> WHAT IS EXPECTED
Copy, word for word, each line of the data below from the first through the line containing "impl Dialer for DirectDialer", and stop there.

── RECORDS TO USE

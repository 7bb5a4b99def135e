// Copyright (c) 2025 TexasFortress.AI
// This Source Code Form is subject to the terms of the Mozilla Public
// License, v. 2.0. If a copy of the MPL was not distributed with this
// file, You can obtain one at http://mozilla.org/MPL/2.0/.

//! TCP dialing, directly or through a SOCKS5 / HTTP CONNECT proxy.

use std::io;
use std::sync::{Arc, RwLock};
use std::time::Duration;

use async_trait::async_trait;
use log::{debug, info};
use serde::{Deserialize, Serialize};
use tokio::io::{AsyncReadExt, AsyncWriteExt};
use tokio::net::TcpStream;
use tokio::time::timeout;

#[derive(Debug, Clone, Copy, PartialEq, Eq, Serialize, Deserialize, Default)]
#[serde(rename_all = "lowercase")]
pub enum ProxyType {
    #[default]
    None,
    Socks5,
    Http,
}

#[derive(Debug, Clone, PartialEq, Eq, Serialize, Deserialize, Default)]
pub struct ProxySettings {
    #[serde(rename = "type", default)]
    pub proxy_type: ProxyType,
    #[serde(default)]
    pub host: String,
    #[serde(default)]
    pub port: u16,
    #[serde(default)]
    pub enabled: bool,
}

impl ProxySettings {
    pub fn is_active(&self) -> bool {
        self.enabled && self.proxy_type != ProxyType::None && !self.host.is_empty()
    }

    /// Proxy URL for HTTP clients, `None` when proxying is off.
    pub fn url(&self) -> Option<String> {
        if !self.is_active() {
            return None;
        }
        let scheme = match self.proxy_type {
            ProxyType::Socks5 => "socks5",
            ProxyType::Http => "http",
            ProxyType::None => return None,
        };
        Some(format!("{}://{}:{}", scheme, self.host, self.port))
    }

    fn address(&self) -> String {
        format!("{}:{}", self.host, self.port)
    }
}

/// Opens TCP streams to `host:port` addresses.
#[async_trait]
pub trait Dialer: Send + Sync {
    async fn dial(&self, address: &str, dial_timeout: Duration) -> io::Result<TcpStream>;
}

/// Dials without any proxy.
#[derive(Debug, Default, Clone)]
pub struct DirectDialer;

#[async_trait]
impl Dialer for DirectDialer {
    async fn dial(&self, address: &str, dial_timeout: Duration) -> io::Result<TcpStream> {
        connect_with_timeout(address, dial_timeout).await
    }
}

/// Dialer honouring a live-updatable [`ProxySettings`].
#[derive(Debug, Clone, Default)]
pub struct ProxyDialer {
    settings: Arc<RwLock<ProxySettings>>,
}

impl ProxyDialer {
    pub fn new(settings: ProxySettings) -> Self {
        Self {
            settings: Arc::new(RwLock::new(settings)),
        }
    }

    /// Replaces the proxy settings; affects subsequent dials only.
    pub fn update(&self, settings: ProxySettings) {
        if let Some(url) = settings.url() {
            info!("Proxy settings updated: {}", url);
        } else {
            info!("Proxy disabled");
        }
        match self.settings.write() {
            Ok(mut guard) => *guard = settings,
            Err(poisoned) => *poisoned.into_inner() = settings,
        }
    }

    pub fn settings(&self) -> ProxySettings {
        match self.settings.read() {
            Ok(guard) => guard.clone(),
            Err(poisoned) => poisoned.into_inner().clone(),
        }
    }
}

#[async_trait]
impl Dialer for ProxyDialer {
    async fn dial(&self, address: &str, dial_timeout: Duration) -> io::Result<TcpStream> {
        let settings = self.settings();
        if !settings.is_active() {
            return connect_with_timeout(address, dial_timeout).await;
        }

        debug!("Dialing {} via {:?} proxy {}", address, settings.proxy_type, settings.address());
        let tunnel = async {
            let mut stream = TcpStream::connect(settings.address()).await?;
            match settings.proxy_type {
                ProxyType::Socks5 => socks5_connect(&mut stream, address).await?,
                ProxyType::Http => http_connect(&mut stream, address).await?,
                ProxyType::None => {}
            }
            Ok::<_, io::Error>(stream)
        };
        timeout(dial_timeout, tunnel)
            .await
            .map_err(|_| io::Error::new(io::ErrorKind::TimedOut, format!("proxy dial to {} timed out", address)))?
    }
}

async fn connect_with_timeout(address: &str, dial_timeout: Duration) -> io::Result<TcpStream> {
    timeout(dial_timeout, TcpStream::connect(address))
        .await
        .map_err(|_| io::Error::new(io::ErrorKind::TimedOut, format!("dial to {} timed out", address)))?
}

fn split_address(address: &str) -> io::Result<(&str, u16)> {
    let (host, port) = address
        .rsplit_once(':')
        .ok_or_else(|| io::Error::new(io::ErrorKind::InvalidInput, format!("missing port in {}", address)))?;
    let port = port
        .parse::<u16>()
        .map_err(|_| io::Error::new(io::ErrorKind::InvalidInput, format!("bad port in {}", address)))?;
    Ok((host, port))
}

/// SOCKS5 CONNECT without authentication, target passed as a domain name.
async fn socks5_connect(stream: &mut TcpStream, address: &str) -> io::Result<()> {
    let (host, port) = split_address(address)?;
    if host.len() > 255 {
        return Err(io::Error::new(io::ErrorKind::InvalidInput, "host name too long for SOCKS5"));
    }

    stream.write_all(&[0x05, 0x01, 0x00]).await?;
    let mut choice = [0u8; 2];
    stream.read_exact(&mut choice).await?;
    if choice != [0x05, 0x00] {
        return Err(io::Error::new(io::ErrorKind::Other, "SOCKS5 proxy refused no-auth method"));
    }

    let mut request = Vec::with_capacity(7 + host.len());
    request.extend_from_slice(&[0x05, 0x01, 0x00, 0x03, host.len() as u8]);
    request.extend_from_slice(host.as_bytes());
    request.extend_from_slice(&port.to_be_bytes());
    stream.write_all(&request).await?;

    let mut head = [0u8; 4];
    stream.read_exact(&mut head).await?;
    if head[1] != 0x00 {
        return Err(io::Error::new(
            io::ErrorKind::Other,
            format!("SOCKS5 connect failed with reply code {}", head[1]),
        ));
    }
    // Drain the bound address.
    let addr_len = match head[3] {
        0x01 => 4,
        0x04 => 16,
        0x03 => {
            let mut len = [0u8; 1];
            stream.read_exact(&mut len).await?;
            len[0] as usize
        }
        other => {
            return Err(io::Error::new(
                io::ErrorKind::InvalidData,
                format!("SOCKS5 reply has unknown address type {}", other),
            ))
        }
    };
    let mut rest = vec![0u8; addr_len + 2];
    stream.read_exact(&mut rest).await?;
    Ok(())
}

/// HTTP CONNECT tunnel; succeeds only on a 200 status.
async fn http_connect(stream: &mut TcpStream, address: &str) -> io::Result<()> {
    let request = format!(
        "CONNECT {addr} HTTP/1.1\r\nHost: {addr}\r\nProxy-Connection: Keep-Alive\r\n\r\n",
        addr = address
    );
    stream.write_all(request.as_bytes()).await?;

    // Read byte-wise so nothing past the header block is consumed.
    let mut header = Vec::with_capacity(128);
    let mut byte = [0u8; 1];
    while !header.ends_with(b"\r\n\r\n") {
        if header.len() > 8192 {
            return Err(io::Error::new(io::ErrorKind::InvalidData, "proxy response header too large"));
        }
        stream.read_exact(&mut byte).await?;
        header.push(byte[0]);
    }

    let text = String::from_utf8_lossy(&header);
    let status_line = text.lines().next().unwrap_or_default();
    let status = status_line.split_whitespace().nth(1).unwrap_or_default();
    if status != "200" {
        return Err(io::Error::new(
            io::ErrorKind::ConnectionRefused,
            format!("HTTP proxy returned: {}", status_line),
        ));
    }
    Ok(())
}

────

> RESULT OF THIS EXERCISE
repository 7bb5a4b99def135e
// Copyright (c) 2025 TexasFortress.AI
// This Source Code Form is subject to the terms of the Mozilla Public
// License, v. 2.0. If a copy of the MPL was not distributed with this
// file, You can obtain one at http://mozilla.org/MPL/2.0/.

//! TCP dialing, directly or through a SOCKS5 / HTTP CONNECT proxy.

use std::io;
use std::sync::{Arc, RwLock};
use std::time::Duration;

use async_trait::async_trait;
use log::{debug, info};
use serde::{Deserialize, Serialize};
use tokio::io::{AsyncReadExt, AsyncWriteExt};
use tokio::net::TcpStream;
use tokio::time::timeout;

#[derive(Debug, Clone, Copy, PartialEq, Eq, Serialize, Deserialize, Default)]
#[serde(rename_all = "lowercase")]
pub enum ProxyType {
    #[default]
    None,
    Socks5,
    Http,
}

#[derive(Debug, Clone, PartialEq, Eq, Serialize, Deserialize, Default)]
pub struct ProxySettings {
    #[serde(rename = "type", default)]
    pub proxy_type: ProxyType,
    #[serde(default)]
    pub host: String,
    #[serde(default)]
    pub port: u16,
    #[serde(default)]
    pub enabled: bool,
}

impl ProxySettings {
    pub fn is_active(&self) -> bool {
        self.enabled && self.proxy_type != ProxyType::None && !self.host.is_empty()
    }

    /// Proxy URL for HTTP clients, `None` when proxying is off.
    pub fn url(&self) -> Option<String> {
        if !self.is_active() {
            return None;
        }
        let scheme = match self.proxy_type {
            ProxyType::Socks5 => "socks5",
            ProxyType::Http => "http",
            ProxyType::None => return None,
        };
        Some(format!("{}://{}:{}", scheme, self.host, self.port))
    }

    fn address(&self) -> String {
        format!("{}:{}", self.host, self.port)
    }
}

/// Opens TCP streams to `host:port` addresses.
#[async_trait]
pub trait Dialer: Send + Sync {
    async fn dial(&self, address: &str, dial_timeout: Duration) -> io::Result<TcpStream>;
}

/// Dials without any proxy.
#[derive(Debug, Default, Clone)]
pub struct DirectDialer;

#[async_trait]
impl Dialer for DirectDialer {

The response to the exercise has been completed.